Peter Daszak (Photo: Ecohealth Alliance)

Des scientifiques de premier plan ont partagé et discuté un article récent de Dan Samorodnitsky, biochimiste et rédacteur en chef de Massive Science, qui a présenté une critique dévastatrice de la théorie du «laboratoire de Wuhan» en termes simples:

L’une des hypothèses exige une dissimulation colossale et la conformité silencieuse, inébranlable et sans faille d’un vaste réseau de scientifiques, de civils et de fonctionnaires pendant plus d’un an. Dans l’autre, l’autre hypothèse suffit que la biologie se comporte comme elle l’a toujours fait, qu’une famille de virus qui a déjà fait cela auparavant le fasse à nouveau. L’hypothèse du débordement zoonotique est simple et explique tout. C’est une faute professionnelle de la science que de prétendre qu’une idée est aussi méritoire que l’autre. L’hypothèse de la fuite en laboratoire est un deus ex machina scientifique, un raccourci narratif qui pointe du doigt un groupe spécifique de mauvais joueurs.

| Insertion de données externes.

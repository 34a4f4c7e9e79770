//! In-memory document storage backend for docflow.
//!
//! Collections are ordered vectors of documents held behind a single `mea`
//! read-write lock. Writes take the lock for their whole duration, so a
//! conditional update is atomic with respect to every other operation.
//!
//! # Features
//!
//! - **Mongo-style filters** - Comparison, logical, array and regex operators
//! - **Update operators** - `$set`, `$unset`, `$inc`, `$push`, `$addToSet`, `$pull`, `$rename`, `$setOnInsert`
//! - **Aggregation** - `$match`, `$sort`, `$skip`, `$limit`, `$project` and `$count` stages
//! - **Snapshot transactions** - Writes become visible on commit
//!
//! ```ignore
//! use docflow::{context::ExecutionContext, memory::InMemoryStore, store::DocumentStore};
//!
//! let store = DocumentStore::new(InMemoryStore::new());
//! store
//!     .collection("users")
//!     .insert_one(bson::doc! { "name": "Alice" }, &ExecutionContext::default())
//!     .await?;
//! ```

mod evaluator;
mod pipeline;
mod store;
mod update;

pub use store::{InMemorySession, InMemoryStore, InMemoryStoreBuilder};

Ces derniers jours, le «World Socialist Web Site» a publié une série d’articles largement lus et discutés pour démystifier le mensonge du laboratoire de Wuhan. Mardi, nous avons publié un article soulignant que Michael Gordon, l’auteur principal de l’article du Wall Street Journal qui a conduit les médias américains à déclarer l’histoire «crédible», avait coécrit le rapport démystifié sur les «tubes d’aluminium», avec Judith Miller, qui a été le fer de lance de la campagne de propagande américaine avant l’attaque militaire de 2003 contre l’Irak.

Dimanche, nous avons publié un article intitulé «Comment les médias américains ont déclaré que le mensonge du “laboratoire de Wuhan” était “crédible”». Cet article explique le rôle central de l’ancien PDG de la campagne Trump, Bannon, dans la promotion de la théorie du complot.

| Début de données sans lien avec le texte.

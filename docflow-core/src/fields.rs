//! Field-level summaries of update expressions.
//!
//! Update listeners usually care about *which* fields an update touches rather
//! than the exact operators used. [`FieldDiffSummary::from_update`] derives that
//! set deterministically from a Mongo-style update expression.

use bson::{Bson, Document};
use regex::Regex;
use std::sync::LazyLock;

/// Matches a numeric array index segment such as `.3` or `.3.`.
static ARRAY_INDEX_SEGMENT: LazyLock<Regex> =
    LazyLock::new(|| Regex::new(r"\.\d+\.?").expect("valid array index pattern"));

/// The set of fields touched by an update expression.
///
/// Both lists keep first-seen order and contain no duplicates.
///
/// # Example
///
/// ```ignore
/// use bson::doc;
/// use docflow::fields::FieldDiffSummary;
///
/// let summary = FieldDiffSummary::from_update(&doc! {
///     "$set": { "profile.name": "Ana", "tags.2.label": "x" },
///     "$unset": { "comments.$.body": "" },
/// });
///
/// assert_eq!(summary.all, vec!["profile.name", "tags", "comments"]);
/// assert_eq!(summary.top, vec!["profile", "tags", "comments"]);
/// ```
#[derive(Debug, Clone, Default, PartialEq, Eq)]
pub struct FieldDiffSummary {
    /// Every affected field path, truncated at array positions.
    pub all: Vec<String>,
    /// The top-level field names of `all`.
    pub top: Vec<String>,
}

impl FieldDiffSummary {
    /// Computes the summary of an update expression.
    pub fn from_update(update: &Document) -> Self {
        let mut summary = Self::default();

        for (key, value) in update {
            if !key.starts_with('$') {
                summary.record(key.clone());
                continue;
            }

            if let Bson::Document(params) = value {
                for path in params.keys() {
                    summary.record(affected_field(path));
                }
            }
        }

        summary
    }

    /// Whether the given top-level field is touched.
    pub fn touches(&self, field: &str) -> bool {
        self.top.iter().any(|top| top == field) || self.all.iter().any(|f| f == field)
    }

    fn record(&mut self, field: String) {
        let top = field
            .split('.')
            .next()
            .unwrap_or_default()
            .to_string();

        if !self.all.contains(&field) {
            self.all.push(field);
        }
        if !self.top.contains(&top) {
            self.top.push(top);
        }
    }
}

/// Truncates a dotted update path at its first array position.
fn affected_field(path: &str) -> String {
    if let Some(found) = ARRAY_INDEX_SEGMENT.find(path) {
        return path[..found.start()].to_string();
    }

    if let Some(index) = path.find(".$.") {
        return path[..index].to_string();
    }

    if let Some(index) = path.find(".$") {
        return path[..index].to_string();
    }

    path.to_string()
}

Peter Daszak a remercié le «World Socialist Web Site» pour sa couverture, en écrivant: «Merci d’avoir fait resurgir ce sujet!» Lorsqu’il a été attaqué par la droite pour cette déclaration, Daszak a défendu le «World Socialist Web Site», en écrivant:

Je les ai remerciés d’avoir fait resurgir les preuves du lien entre des personnages infâmes comme Miles Guo, Lude et les activistes politiques de droite. Les faits sont exposés dans cet article, sur CNN et NYT qu’ils citent. La dernière fois que j’ai vérifié, McCarthy était derrière nous aux États-Unis!

Dans les jours à venir, le «World Socialist Web Site» fera tout ce qui est en son pouvoir pour avertir les travailleurs du monde entier de la chasse aux sorcières menée par la droite contre les principaux experts mondiaux des maladies infectieuses. Nous sommes prêts à travailler avec les scientifiques pour défendre une approche scientifique de la pandémie, qui est essentielle pour sauver des vies. Les travailleurs, qui sont la cible des politiques d’immunité collective de la classe dirigeante, doivent prendre la défense des scientifiques qui cherchent à armer la société avec les connaissances nécessaires pour arrêter la pandémie!